Collected data entries:

=== Section Start ===

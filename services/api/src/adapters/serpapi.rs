//! services/api/src/adapters/serpapi.rs
//!
//! This module contains the adapter for the paid shopping search API (SerpAPI,
//! Google Shopping engine). It implements the `ProductSearchProvider` port.

use async_trait::async_trait;
use parts_finder_core::domain::{
    format_price, Availability, PartType, Product, SearchSource,
};
use parts_finder_core::ports::{PortError, PortResult, ProductSearchProvider};
use reqwest::{Client, StatusCode};
use serde::Deserialize;
use std::sync::atomic::{AtomicU64, Ordering};
use std::time::Duration;
use tracing::{debug, warn};

/// SerpAPI's free tier allows roughly this many searches a month.
const MONTHLY_QUOTA_ESTIMATE: u64 = 100;

//=========================================================================================
// Wire Types
//=========================================================================================

#[derive(Deserialize)]
struct ShoppingResponse {
    #[serde(default)]
    shopping_results: Vec<ShoppingResult>,
    #[serde(default)]
    error: Option<String>,
}

#[derive(Deserialize)]
struct ShoppingResult {
    #[serde(default)]
    title: String,
    #[serde(default)]
    price: Option<String>,
    #[serde(default)]
    extracted_price: Option<f64>,
    #[serde(default)]
    source: Option<String>,
    #[serde(default)]
    link: Option<String>,
    #[serde(default)]
    product_link: Option<String>,
    #[serde(default)]
    rating: Option<f32>,
    #[serde(default)]
    reviews: Option<u32>,
    #[serde(default)]
    product_id: Option<String>,
}

impl ShoppingResult {
    fn into_product(self, index: usize) -> Product {
        let price = self.extracted_price.unwrap_or(0.0);
        Product {
            product_id: self
                .product_id
                .unwrap_or_else(|| format!("api_product_{}", index + 1)),
            price_display: self.price.unwrap_or_else(|| format_price(price)),
            price,
            store: self.source.unwrap_or_default(),
            link: self.link.or(self.product_link).unwrap_or_default(),
            rating: self.rating,
            review_count: self.reviews,
            part_type: PartType::from_title(&self.title),
            availability: Availability::CheckStore,
            origin: SearchSource::Api,
            title: self.title,
        }
    }
}

//=========================================================================================
// The Main Adapter Struct
//=========================================================================================

pub struct SerpApiAdapter {
    client: Client,
    base_url: String,
    api_key: String,
    retry_backoff: Duration,
    requests_sent: AtomicU64,
}

impl SerpApiAdapter {
    pub fn new(client: Client, base_url: String, api_key: String, retry_backoff: Duration) -> Self {
        Self {
            client,
            base_url,
            api_key,
            retry_backoff,
            requests_sent: AtomicU64::new(0),
        }
    }

    /// Number of outbound requests issued since startup, retries included.
    pub fn requests_sent(&self) -> u64 {
        self.requests_sent.load(Ordering::Relaxed)
    }

    async fn send_once(&self, query: &str) -> PortResult<reqwest::Response> {
        let sent = self.requests_sent.fetch_add(1, Ordering::Relaxed) + 1;
        debug!(
            "Search API request #{} (~{} of an estimated {} monthly quota left)",
            sent,
            MONTHLY_QUOTA_ESTIMATE.saturating_sub(sent),
            MONTHLY_QUOTA_ESTIMATE
        );

        self.client
            .get(&self.base_url)
            .query(&[
                ("engine", "google_shopping"),
                ("q", query),
                ("api_key", self.api_key.as_str()),
                ("gl", "us"),
                ("hl", "en"),
                ("num", "20"),
            ])
            .send()
            .await
            .map_err(|e| PortError::Transient(format!("Search API unreachable: {}", e)))
    }
}

#[async_trait]
impl ProductSearchProvider for SerpApiAdapter {
    async fn search_products(&self, query: &str) -> PortResult<Vec<Product>> {
        let mut response = self.send_once(query).await?;

        // One retry, and only for rate limiting.
        if response.status() == StatusCode::TOO_MANY_REQUESTS {
            warn!(
                "Search API rate limited, retrying once in {:?}",
                self.retry_backoff
            );
            tokio::time::sleep(self.retry_backoff).await;
            response = self.send_once(query).await?;
        }

        let status = response.status();
        if !status.is_success() {
            return Err(PortError::Transient(format!("Search API returned {}", status)));
        }

        let body: ShoppingResponse = response
            .json()
            .await
            .map_err(|e| PortError::Unexpected(format!("Bad search API response: {}", e)))?;

        if let Some(err) = body.error {
            return Err(PortError::Transient(format!("Search API error: {}", err)));
        }

        Ok(body
            .shopping_results
            .into_iter()
            .enumerate()
            .map(|(i, r)| r.into_product(i))
            .collect())
    }
}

=== Section End ===

> [WHAT THIS TASK INVOLVES]:
Reproduce all of the entries above verbatim.

> [RESULT OF THIS TASK]:
filename services/api/src/adapters/serpapi.rs
//! services/api/src/adapters/serpapi.rs
//!
//! This module contains the adapter for the paid shopping search API (SerpAPI,
//! Google Shopping engine). It implements the `ProductSearchProvider` port.

use async_trait::async_trait;
use parts_finder_core::domain::{
    format_price, Availability, PartType, Product, SearchSource,
};
use parts_finder_core::ports::{PortError, PortResult, ProductSearchProvider};
use reqwest::{Client, StatusCode};
use serde::Deserialize;
use std::sync::atomic::{AtomicU64, Ordering};
use std::time::Duration;
use tracing::{debug, warn};

/// SerpAPI's free tier allows roughly this many searches a month.
const MONTHLY_QUOTA_ESTIMATE: u64 = 100;

//=========================================================================================
// Wire Types
//=========================================================================================

#[derive(Deserialize)]
struct ShoppingResponse {
    #[serde(default)]
    shopping_results: Vec<ShoppingResult>,
    #[serde(default)]
    error: Option<String>,
}

#[derive(Deserialize)]
struct ShoppingResult {
    #[serde(default)]
    title: String,
    #[serde(default)]
    price: Option<String>,
    #[serde(default)]
    extracted_price: Option<f64>,
    #[serde(default)]
    source: Option<String>,
    #[serde(default)]
    link: Option<String>,
    #[serde(default)]
    product_link: Option<String>,
    #[serde(default)]
    rating: Option<f32>,
    #[serde(default)]
    reviews: Option<u32>,
    #[serde(default)]
    product_id: Option<String>,
}

impl ShoppingResult {
    fn into_product(self, index: usize) -> Product {
        let price = self.extracted_price.unwrap_or(0.0);
        Product {
            product_id: self
                .product_id
                .unwrap_or_else(|| format!("api_product_{}", index + 1)),
            price_display: self.price.unwrap_or_else(|| format_price(price)),
            price,
            store: self.source.unwrap_or_default(),
            link: self.link.or(self.product_link).unwrap_or_default(),
            rating: self.rating,
            review_count: self.reviews,
            part_type: PartType::from_title(&self.title),
            availability: Availability::CheckStore,
            origin: SearchSource::Api,
            title: self.title,
        }
    }
}

//=========================================================================================
// The Main Adapter Struct
//=========================================================================================

pub struct SerpApiAdapter {
    client: Client,
    base_url: String,
    api_key: String,
    retry_backoff: Duration,
    requests_sent: AtomicU64,
}

impl SerpApiAdapter {
    pub fn new(client: Client, base_url: String, api_key: String, retry_backoff: Duration) -> Self {
        Self {
            client,
            base_url,
            api_key,
            retry_backoff,
            requests_sent: AtomicU64::new(0),
        }
    }

    /// Number of outbound requests issued since startup, retries included.
    pub fn requests_sent(&self) -> u64 {
        self.requests_sent.load(Ordering::Relaxed)
    }

    async fn send_once(&self, query: &str) -> PortResult<reqwest::Response> {
        let sent = self.requests_sent.fetch_add(1, Ordering::Relaxed) + 1;
        debug!(
            "Search API request #{} (~{} of an estimated {} monthly quota left)",
            sent,
            MONTHLY_QUOTA_ESTIMATE.saturating_sub(sent),
            MONTHLY_QUOTA_ESTIMATE
        );

        self.client
            .get(&self.base_url)
            .query(&[
                ("engine", "google_shopping"),
                ("q", query),
                ("api_key", self.api_key.as_str()),
                ("gl", "us"),
                ("hl", "en"),
                ("num", "20"),
            ])
            .send()
            .await
            .map_err(|e| PortError::Transient(format!("Search API unreachable: {}", e)))
    }
}

#[async_trait]
impl ProductSearchProvider for SerpApiAdapter {
    async fn search_products(&self, query: &str) -> PortResult<Vec<Product>> {
        let mut response = self.send_once(query).await?;

        // One retry, and only for rate limiting.
        if response.status() == StatusCode::TOO_MANY_REQUESTS {
            warn!(
                "Search API rate limited, retrying once in {:?}",
                self.retry_backoff
            );
            tokio::time::sleep(self.retry_backoff).await;
            response = self.send_once(query).await?;
        }

        let status = response.status();
        if !status.is_success() {
            return Err(PortError::Transient(format!("Search API returned {}", status)));
        }

        let body: ShoppingResponse = response
            .json()
            .await
            .map_err(|e| PortError::Unexpected(format!("Bad search API response: {}", e)))?;

        if let Some(err) = body.error {
            return Err(PortError::Transient(format!("Search API error: {}", err)));
        }

        Ok(body
            .shopping_results
            .into_iter()
            .enumerate()
            .map(|(i, r)| r.into_product(i))
            .collect())
    }
}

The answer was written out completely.